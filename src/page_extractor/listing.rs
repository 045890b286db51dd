//! Listing-page extraction
//!
//! Every row matched by the row selector produces exactly one `JobListing`.
//! A row missing its title heading or its anchor still produces a listing,
//! with `None` in place of the missing field.

use scraper::{ElementRef, Html, Selector};

use super::{FrameContent, PageContentExtractor, compile_selector};
use crate::config::ListingSelectors;
use crate::errors::ScrapeResult;
use crate::schema::JobListing;
use crate::utils::resolve_href;

#[derive(Debug, Clone)]
pub struct ListingExtractor {
    row: Selector,
    title: Selector,
    link: Selector,
}

impl ListingExtractor {
    /// Compile the row, title and link selectors
    ///
    /// # Errors
    ///
    /// Returns `ScrapeError::Selector` if any selector fails to parse.
    pub fn new(selectors: &ListingSelectors) -> ScrapeResult<Self> {
        Ok(Self {
            row: compile_selector(&selectors.row)?,
            title: compile_selector(&selectors.title)?,
            link: compile_selector(&selectors.link)?,
        })
    }

    fn extract_row(&self, row: ElementRef<'_>, base_url: &str) -> JobListing {
        let title = row
            .select(&self.title)
            .next()
            .map(|heading| heading.text().collect::<String>().trim().to_string());

        let description_url = row
            .select(&self.link)
            .next()
            .and_then(|anchor| anchor.value().attr("href"))
            .and_then(|href| resolve_href(base_url, href));

        JobListing::new(title, description_url)
    }
}

impl PageContentExtractor for ListingExtractor {
    type Output = Vec<JobListing>;

    fn extract(&self, content: &FrameContent) -> ScrapeResult<Vec<JobListing>> {
        let document = Html::parse_document(&content.html);

        let listings: Vec<JobListing> = document
            .select(&self.row)
            .map(|row| self.extract_row(row, &content.url))
            .collect();

        tracing::debug!(
            rows = listings.len(),
            missing_titles = listings.iter().filter(|l| l.title.is_none()).count(),
            missing_links = listings.iter().filter(|l| l.description_url.is_none()).count(),
            "Extracted listing rows"
        );

        Ok(listings)
    }
}
//! Loading frame content from the careers portal
//!
//! The portal renders its listings and job descriptions inside an `iframe`.
//! A `FrameSource` hides how that frame document is obtained, so the fetch
//! stages can run against Chrome in production and against fixtures in tests.

mod chrome;
pub mod probe;
mod session;
mod timeout;

pub use chrome::ChromeFrameSource;
pub use probe::{FrameProbe, ProbeScope};
pub use session::BrowserSession;
pub use timeout::with_page_timeout;

use crate::errors::ScrapeResult;
use crate::page_extractor::FrameContent;

/// Loads a page and returns its embedded frame document once ready
#[async_trait::async_trait]
pub trait FrameSource: Send + Sync {
    /// Navigate to `url` and wait until `ready_selector` matches inside the
    /// page's first inline frame
    ///
    /// # Errors
    ///
    /// `ScrapeError::Timeout` if the selector never matches,
    /// `ScrapeError::Navigation` / `ScrapeError::Browser` for load failures.
    async fn load_frame(&self, url: &str, ready_selector: &str) -> ScrapeResult<FrameContent>;
}
//! Type-safe builder for `ScraperConfig` using the typestate pattern
//!
//! The listing URL is the only required field; `build()` is not callable
//! until it has been provided. Everything else defaults to the values the
//! scraper was written against (see `utils::constants`).

use crate::utils::{
    DEFAULT_LISTING_URL, DEFAULT_OUTPUT_FILE, DEFAULT_PAGE_LOAD_TIMEOUT, DEFAULT_POLL_INTERVAL,
    DEFAULT_READINESS_TIMEOUT, DEFAULT_TABLE_NAME, DESCRIPTION_SELECTOR, LISTING_LINK_SELECTOR,
    LISTING_ROW_SELECTOR, LISTING_TITLE_SELECTOR, is_valid_url,
};
use anyhow::{Result, anyhow, bail};
use scraper::Selector;
use std::marker::PhantomData;
use std::path::PathBuf;
use std::time::Duration;

use super::types::{ListingSelectors, ScraperConfig};

/// Check that a CSS selector compiles before any browser is launched
fn validate_selector(name: &str, selector: &str) -> Result<()> {
    Selector::parse(selector)
        .map(|_| ())
        .map_err(|e| anyhow!("Invalid {name} selector '{selector}': {e}"))
}

// Type states for the builder
pub struct WithListingUrl;

pub struct ScraperConfigBuilder<State = ()> {
    pub(crate) listing_url: Option<String>,
    pub(crate) table_name: String,
    pub(crate) output_path: PathBuf,
    pub(crate) headless: bool,
    pub(crate) listing_selectors: ListingSelectors,
    pub(crate) description_selector: String,
    pub(crate) readiness_timeout: Duration,
    pub(crate) poll_interval: Duration,
    pub(crate) page_load_timeout: Duration,
    pub(crate) _phantom: PhantomData<State>,
}

impl Default for ScraperConfigBuilder<()> {
    fn default() -> Self {
        Self {
            listing_url: None,
            table_name: DEFAULT_TABLE_NAME.to_string(),
            output_path: PathBuf::from(DEFAULT_OUTPUT_FILE),
            headless: true,
            listing_selectors: ListingSelectors {
                row: LISTING_ROW_SELECTOR.to_string(),
                title: LISTING_TITLE_SELECTOR.to_string(),
                link: LISTING_LINK_SELECTOR.to_string(),
            },
            description_selector: DESCRIPTION_SELECTOR.to_string(),
            readiness_timeout: DEFAULT_READINESS_TIMEOUT,
            poll_interval: DEFAULT_POLL_INTERVAL,
            page_load_timeout: DEFAULT_PAGE_LOAD_TIMEOUT,
            _phantom: PhantomData,
        }
    }
}

impl ScraperConfig {
    /// Create a builder for configuring a `ScraperConfig` with a fluent interface
    #[must_use]
    pub fn builder() -> ScraperConfigBuilder<()> {
        ScraperConfigBuilder::default()
    }

    /// Settings of the Emory non-clinical careers portal
    ///
    /// # Errors
    ///
    /// Only fails if the built-in defaults are inconsistent.
    pub fn default_portal() -> Result<Self> {
        Self::builder().listing_url(DEFAULT_LISTING_URL).build()
    }
}

impl ScraperConfigBuilder<()> {
    pub fn listing_url(self, url: impl Into<String>) -> ScraperConfigBuilder<WithListingUrl> {
        ScraperConfigBuilder {
            listing_url: Some(url.into()),
            table_name: self.table_name,
            output_path: self.output_path,
            headless: self.headless,
            listing_selectors: self.listing_selectors,
            description_selector: self.description_selector,
            readiness_timeout: self.readiness_timeout,
            poll_interval: self.poll_interval,
            page_load_timeout: self.page_load_timeout,
            _phantom: PhantomData,
        }
    }
}

impl<State> ScraperConfigBuilder<State> {
    #[must_use]
    pub fn table_name(mut self, table: impl Into<String>) -> Self {
        self.table_name = table.into();
        self
    }

    #[must_use]
    pub fn output_path(mut self, path: impl Into<PathBuf>) -> Self {
        self.output_path = path.into();
        self
    }

    #[must_use]
    pub fn headless(mut self, headless: bool) -> Self {
        self.headless = headless;
        self
    }

    #[must_use]
    pub fn listing_selectors(mut self, selectors: ListingSelectors) -> Self {
        self.listing_selectors = selectors;
        self
    }

    #[must_use]
    pub fn description_selector(mut self, selector: impl Into<String>) -> Self {
        self.description_selector = selector.into();
        self
    }

    #[must_use]
    pub fn readiness_timeout(mut self, timeout: Duration) -> Self {
        self.readiness_timeout = timeout;
        self
    }

    #[must_use]
    pub fn poll_interval(mut self, interval: Duration) -> Self {
        self.poll_interval = interval;
        self
    }

    #[must_use]
    pub fn page_load_timeout(mut self, timeout: Duration) -> Self {
        self.page_load_timeout = timeout;
        self
    }
}

impl ScraperConfigBuilder<WithListingUrl> {
    /// Validate and build the configuration
    ///
    /// # Errors
    ///
    /// Returns an error if the listing URL is not an absolute http(s) URL,
    /// if any selector fails to compile, or if a duration is zero.
    pub fn build(self) -> Result<ScraperConfig> {
        let listing_url = self
            .listing_url
            .ok_or_else(|| anyhow!("listing_url is required"))?;
        if !is_valid_url(&listing_url) {
            bail!("listing_url must be an absolute http(s) URL, got '{listing_url}'");
        }

        validate_selector("listing row", &self.listing_selectors.row)?;
        validate_selector("listing title", &self.listing_selectors.title)?;
        validate_selector("listing link", &self.listing_selectors.link)?;
        validate_selector("description", &self.description_selector)?;

        if self.table_name.trim().is_empty() {
            bail!("table_name cannot be empty");
        }
        if self.readiness_timeout.is_zero() || self.poll_interval.is_zero() {
            bail!("readiness_timeout and poll_interval must be non-zero");
        }
        if self.page_load_timeout.is_zero() {
            bail!("page_load_timeout must be non-zero");
        }

        // Enforce headless mode in release builds
        #[cfg(not(debug_assertions))]
        let headless = if !self.headless {
            tracing::warn!(
                "Forcing headless mode in release build. \
                Headed mode is only available in debug builds for development."
            );
            true
        } else {
            self.headless
        };

        #[cfg(debug_assertions)]
        let headless = self.headless;

        Ok(ScraperConfig {
            listing_url,
            table_name: self.table_name,
            output_path: self.output_path,
            headless,
            listing_selectors: self.listing_selectors,
            description_selector: self.description_selector,
            readiness_timeout: self.readiness_timeout,
            poll_interval: self.poll_interval,
            page_load_timeout: self.page_load_timeout,
        })
    }
}
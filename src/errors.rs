//! Error types for scraping and persistence
//!
//! Fetch stages never surface these to the caller of the pipeline: they are
//! logged and degraded to empty or absent values. They exist so that each
//! failure is logged with a precise cause.

use std::time::Duration;
use thiserror::Error;

/// Result type alias for scraping operations
pub type ScrapeResult<T> = Result<T, ScrapeError>;

/// Failures while loading a page or extracting data from it
#[derive(Debug, Error)]
pub enum ScrapeError {
    /// Browser could not be found, launched or configured
    #[error("Browser error: {0}")]
    Browser(String),

    /// Navigation to a URL failed
    #[error("Navigation to {url} failed: {message}")]
    Navigation { url: String, message: String },

    /// Readiness condition was not met in time
    #[error("Timed out after {elapsed:?} waiting for '{selector}' in frame of {url}")]
    Timeout {
        url: String,
        selector: String,
        elapsed: Duration,
    },

    /// JavaScript evaluation failed or returned an unexpected shape
    #[error("Script evaluation failed: {0}")]
    Script(String),

    /// A CSS selector could not be parsed
    #[error("Invalid CSS selector '{selector}': {message}")]
    Selector { selector: String, message: String },

    /// Content was loaded but the expected structure is missing
    #[error("Extraction failed: {0}")]
    Extraction(String),
}

impl From<anyhow::Error> for ScrapeError {
    fn from(error: anyhow::Error) -> Self {
        // {:#} keeps the context chain
        ScrapeError::Browser(format!("{error:#}"))
    }
}

/// Failures while writing to the document store
#[derive(Debug, Error)]
pub enum StoreError {
    /// Client could not be constructed
    #[error("Store client error: {0}")]
    Client(String),

    /// A single put was rejected
    #[error("Failed to write job {job_id} to table '{table}': {message}")]
    Write {
        table: String,
        job_id: String,
        message: String,
    },
}
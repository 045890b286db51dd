use std::sync::{Arc, Mutex, PoisonError};

use super::JobStore;
use crate::errors::StoreError;
use crate::schema::JobRecord;

/// In-memory store for tests and dry runs
///
/// Clones share the same backing vector.
#[derive(Debug, Clone, Default)]
pub struct MemoryJobStore {
    jobs: Arc<Mutex<Vec<JobRecord>>>,
}

impl MemoryJobStore {
    #[must_use]
    pub fn new() -> Self {
        Self::default()
    }

    /// Records written so far, in write order
    #[must_use]
    pub fn jobs(&self) -> Vec<JobRecord> {
        self.jobs
            .lock()
            .unwrap_or_else(PoisonError::into_inner)
            .clone()
    }

    #[must_use]
    pub fn len(&self) -> usize {
        self.jobs.lock().unwrap_or_else(PoisonError::into_inner).len()
    }

    #[must_use]
    pub fn is_empty(&self) -> bool {
        self.len() == 0
    }
}

#[async_trait::async_trait]
impl JobStore for MemoryJobStore {
    async fn put_job(&self, job: &JobRecord) -> Result<(), StoreError> {
        self.jobs
            .lock()
            .unwrap_or_else(PoisonError::into_inner)
            .push(job.clone());
        Ok(())
    }
}
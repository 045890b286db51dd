//! Test doubles and fixtures shared by the integration tests

use icims_jobs_scraper::{
    FrameContent, FrameSource, JobRecord, JobStore, ScrapeError, ScrapeResult, ScraperConfig,
    StoreError,
};
use scraper::{Html, Selector};
use std::collections::{HashMap, HashSet};
use std::path::Path;
use std::sync::Mutex;
use std::time::Duration;

pub const LISTING_URL: &str = "https://non-clinical-emory.icims.com/jobs/search";
pub const FRAME_LISTING_URL: &str = "https://non-clinical-emory.icims.com/jobs/search?in_iframe=1";

/// Load an HTML fixture from `tests/fixtures`
#[allow(dead_code)]
pub fn fixture(name: &str) -> String {
    let path = Path::new(env!("CARGO_MANIFEST_DIR"))
        .join("tests")
        .join("fixtures")
        .join(name);
    std::fs::read_to_string(&path)
        .unwrap_or_else(|e| panic!("missing fixture {}: {e}", path.display()))
}

/// Config pointing at the default portal with a test output path
#[allow(dead_code)]
pub fn test_config(output: &Path) -> ScraperConfig {
    ScraperConfig::builder()
        .listing_url(LISTING_URL)
        .output_path(output)
        .readiness_timeout(Duration::from_millis(200))
        .poll_interval(Duration::from_millis(10))
        .build()
        .unwrap()
}

/// Serves saved frame documents by URL
///
/// Mirrors the browser source's readiness rule: a document in which the
/// readiness selector never matches ends in `ScrapeError::Timeout`.
#[derive(Default)]
pub struct FixtureSource {
    pages: HashMap<String, FrameContent>,
    requests: Mutex<Vec<String>>,
}

#[allow(dead_code)]
impl FixtureSource {
    pub fn new() -> Self {
        Self::default()
    }

    pub fn with_page(mut self, url: &str, frame_url: &str, html: impl Into<String>) -> Self {
        self.pages
            .insert(url.to_string(), FrameContent::new(frame_url, html));
        self
    }

    /// URLs requested so far, in order
    pub fn requests(&self) -> Vec<String> {
        self.requests.lock().unwrap().clone()
    }
}

#[async_trait::async_trait]
impl FrameSource for FixtureSource {
    async fn load_frame(&self, url: &str, ready_selector: &str) -> ScrapeResult<FrameContent> {
        self.requests.lock().unwrap().push(url.to_string());

        let content = self.pages.get(url).ok_or_else(|| ScrapeError::Navigation {
            url: url.to_string(),
            message: "net::ERR_NAME_NOT_RESOLVED".to_string(),
        })?;

        let selector = Selector::parse(ready_selector).map_err(|e| ScrapeError::Selector {
            selector: ready_selector.to_string(),
            message: e.to_string(),
        })?;

        if Html::parse_document(&content.html)
            .select(&selector)
            .next()
            .is_none()
        {
            return Err(ScrapeError::Timeout {
                url: url.to_string(),
                selector: ready_selector.to_string(),
                elapsed: Duration::from_millis(200),
            });
        }

        Ok(content.clone())
    }
}

/// Store that rejects writes at chosen positions and records every attempt
#[derive(Default)]
pub struct FlakyStore {
    fail_at: HashSet<usize>,
    attempts: Mutex<Vec<JobRecord>>,
    accepted: Mutex<Vec<JobRecord>>,
}

#[allow(dead_code)]
impl FlakyStore {
    pub fn failing_at(positions: &[usize]) -> Self {
        Self {
            fail_at: positions.iter().copied().collect(),
            ..Self::default()
        }
    }

    pub fn attempts(&self) -> Vec<JobRecord> {
        self.attempts.lock().unwrap().clone()
    }

    pub fn accepted(&self) -> Vec<JobRecord> {
        self.accepted.lock().unwrap().clone()
    }
}

#[async_trait::async_trait]
impl JobStore for FlakyStore {
    async fn put_job(&self, job: &JobRecord) -> Result<(), StoreError> {
        let position = {
            let mut attempts = self.attempts.lock().unwrap();
            attempts.push(job.clone());
            attempts.len() - 1
        };

        if self.fail_at.contains(&position) {
            return Err(StoreError::Write {
                table: "jobs".to_string(),
                job_id: job.job_id.to_string(),
                message: "ProvisionedThroughputExceededException".to_string(),
            });
        }

        self.accepted.lock().unwrap().push(job.clone());
        Ok(())
    }
}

#####

▶ **EXERCISE DIRECTIONS**:
Return only the lines between the one holding "pub fn new(selectors: &ListingSelectors)" and the one holding "fn extract_row(&self, row: ElementRef<'_>, base_url: &str)", inclusive, exactly as they appear above.

▶ **ANSWER SECTION**:
    pub fn new(selectors: &ListingSelectors) -> ScrapeResult<Self> {
        Ok(Self {
            row: compile_selector(&selectors.row)?,
            title: compile_selector(&selectors.title)?,
            link: compile_selector(&selectors.link)?,
        })
    }

    fn extract_row(&self, row: ElementRef<'_>, base_url: &str) -> JobListing {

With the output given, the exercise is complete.